N: What other projects have you done in the past that have influenced your decisions on the type of medium and style to use for your works?

MN: I’ve really enjoyed working with ubiquitin, proteasomes, and ice structuring proteins. Aside from biological influences, I do all of my work digitally. This procedural, iterative, self-documenting and mechanical nature is really intriguing to me which comes out in a lot of my ideas. Creating a narrative through a foreign language and unfamiliar programming technique is a very challenging problem. Mediums that complement or contradict the biological processes I’m thinking of are always the most captivating.

 

N: How did you first learn about Fredrick Sanger and what about him struck a chord with you?

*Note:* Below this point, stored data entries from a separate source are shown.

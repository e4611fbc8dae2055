//! Thin HTTP binding: one POST endpoint per app.
//!
//! Transports remain external; this module only adapts between HTTP
//! request/response types and [`TurnReply`]. Routing failures are server
//! errors, everything else passes the adapter's status through.

use std::sync::Arc;

use axum::{
    Json, Router,
    extract::State,
    http::{HeaderMap, StatusCode, header},
    routing::post,
};
use serde_json::{Value, json};
use tracing::error;

use crate::{TurnReply, assistant::AssistantApp, error::Result, nlu::NluApp};

/// Single-endpoint router for a direct-envelope app.
pub fn assistant_router(app: Arc<AssistantApp>) -> Router {
    async fn handle(
        State(app): State<Arc<AssistantApp>>,
        headers: HeaderMap,
        body: axum::body::Bytes,
    ) -> (StatusCode, Json<Value>) {
        reply(app.handle_bytes(&body, bearer_token(&headers).as_deref()).await)
    }

    Router::new().route("/", post(handle)).with_state(app)
}

/// Single-endpoint router for an NLU front-end app.
pub fn nlu_router(app: Arc<NluApp>) -> Router {
    async fn handle(
        State(app): State<Arc<NluApp>>,
        headers: HeaderMap,
        body: axum::body::Bytes,
    ) -> (StatusCode, Json<Value>) {
        reply(app.handle_bytes(&body, bearer_token(&headers).as_deref()).await)
    }

    Router::new().route("/", post(handle)).with_state(app)
}

fn reply(result: Result<TurnReply>) -> (StatusCode, Json<Value>) {
    match result {
        Ok(reply) => (
            StatusCode::from_u16(reply.status).unwrap_or(StatusCode::INTERNAL_SERVER_ERROR),
            Json(reply.body),
        ),
        Err(error) => {
            error!(%error, "Turn failed.");
            (
                StatusCode::INTERNAL_SERVER_ERROR,
                Json(json!({ "error": error.to_string() })),
            )
        }
    }
}

fn bearer_token(headers: &HeaderMap) -> Option<String> {
    let value = headers.get(header::AUTHORIZATION)?.to_str().ok()?;
    Some(
        value
            .strip_prefix("Bearer ")
            .unwrap_or(value)
            .to_owned(),
    )
}
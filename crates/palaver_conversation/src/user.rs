//! The handler-facing view of the user, including the cross-conversation
//! storage map.

use palaver_wire as wire;
use serde_json::{Map, Value};

use crate::session;

/// The user behind the current turn.
#[derive(Debug, Clone, Default)]
pub struct User {
    /// Random string ID for the user; stable across conversations.
    pub id: Option<String>,

    /// IETF BCP-47 locale from the user's assistant settings.
    pub locale: Option<String>,

    /// Timestamp of the last interaction; `None` for first contact.
    pub last_seen: Option<String>,

    /// Permissions the user granted to this app.
    pub permissions: Vec<String>,

    /// Data persisted across conversations for this user. Mutations are
    /// written back through the response's storage field on finalize.
    pub storage: Map<String, Value>,

    /// Account-linking OAuth2 token, when the user linked their account.
    pub access_token: Option<String>,

    /// Permissioned name info; fields stay `None` until granted.
    pub name: Name,

    pub profile: Profile,

    /// The profile email, available once the sign-in token was verified.
    pub email: Option<String>,
}

#[derive(Debug, Clone, Default)]
pub struct Name {
    pub display: Option<String>,
    pub given: Option<String>,
    pub family: Option<String>,
}

/// Sign-in identity, decoded lazily by the identity verifier.
#[derive(Debug, Clone, Default)]
pub struct Profile {
    /// The raw id token from account linking, if any.
    pub token: Option<String>,

    /// Claims decoded from the token after verification.
    pub payload: Option<Map<String, Value>>,
}

impl User {
    pub fn new(raw: Option<&wire::User>) -> Self {
        let Some(raw) = raw else {
            return Self::default();
        };

        let name = raw.profile.as_ref().map(|profile| Name {
            display: profile.display_name.clone(),
            given: profile.given_name.clone(),
            family: profile.family_name.clone(),
        });

        Self {
            id: raw.user_id.clone(),
            locale: raw.locale.clone(),
            last_seen: raw.last_seen.clone(),
            permissions: raw.permissions.clone(),
            storage: session::load(raw.user_storage.as_deref()),
            access_token: raw.access_token.clone(),
            name: name.unwrap_or_default(),
            profile: Profile {
                token: raw.id_token.clone(),
                payload: None,
            },
            email: None,
        }
    }

    /// Attach verified sign-in claims, surfacing the email shortcut.
    pub fn attach_profile(&mut self, claims: Map<String, Value>) {
        self.email = claims
            .get("email")
            .and_then(Value::as_str)
            .map(str::to_owned);
        self.profile.payload = Some(claims);
    }

    /// Serialize the storage map for the response envelope.
    pub fn serialize_storage(&self) -> String {
        session::save(&self.storage)
    }
}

MN: Frederick Sanger is a household name to anyone involved with chemistry or nucleic acid sequencing. The fluorescent emission from Sanger sequencing is what really inspired the series. It’s truly beautiful.

 

N: What is the overall message you wish to give to people through the Sanger Series?

MN: The message is for the viewer to conceive. I like to provide ideas of mutational defects or great variances in expression levels to provide a relationship to the phenotypic expression of the gene. Viewers are being presented with a visually quantifiable surface where the patterns and forms of the drawings attempt to share the sequential information stored. I’d like to force a viewer to question the purpose of the lines as an attempt to understand the importance of a single base. People have a very difficult time accepting the fragility of their own existence.

 

N: How long did it take you to develop the algorithm for this series?

MN: The original version was composed of some initial drawings and sketches that I had made in my head over the course of a few weeks. The initial iterations of the code were developed primarily to produce CAD files for using a 3D mill in python which I completed over the course of a few days. The original codebase has since developed into a far more complex set of tools for me to leverage and customize. I work primarily in javascript, it allows me to quickly iterate between versions and easily export SVG files so I can leverage milling tools in addition to traditional printing techniques.

 

N: Who/what is the biggest inspiration for your artwork?

MN: My biggest inspirations are the complex mechanisms that occur in the natural world. I’m fascinated by the detrimental effects of certain mutations and the common perception of these genetic events. I’m certainly inspired by David Goodsell, Julian Voss-Andreae, Dadamaino, Sol LeWitt and countless others but all artists’ work pale in comparison to inspiration I get from the beauty within the mechanistic complexity of a…sunflower, for example…

 

N: Since this is a series can you say what the other genes are in the pipeline and are you planning to focus solely on hereditary cancer-related genes?

MN: I’m always looking for new genes to explore. I’ve recently been interested in SRY. It’s really hard because genes are always directly associated with what they encode. This isn’t necessarily “bad,” I just don’t want to visually mirror a gene — that’s boring. I like to explore genes that are easy to overlook as they can tell the most interesting stories.

 

N: Are there any gallery shows in the works? Where can people see your art in person?

MN: I’m currently working on a piece for the Smithsonian that will be at the Natural History Museum for their upcoming genome exhibit in June which has been occupying most of my time. There are other projects in the works for after that but nothing to disclose details on at the moment. All of my current work is at my private studio in downtown San Diego. However, people can currently see the Sanger Series at Yonder biology located in Carlsbad, CA — they’re an awesome company that I work with that have a great space for people to check out and enjoy everything out on display. They also have prints available to order online.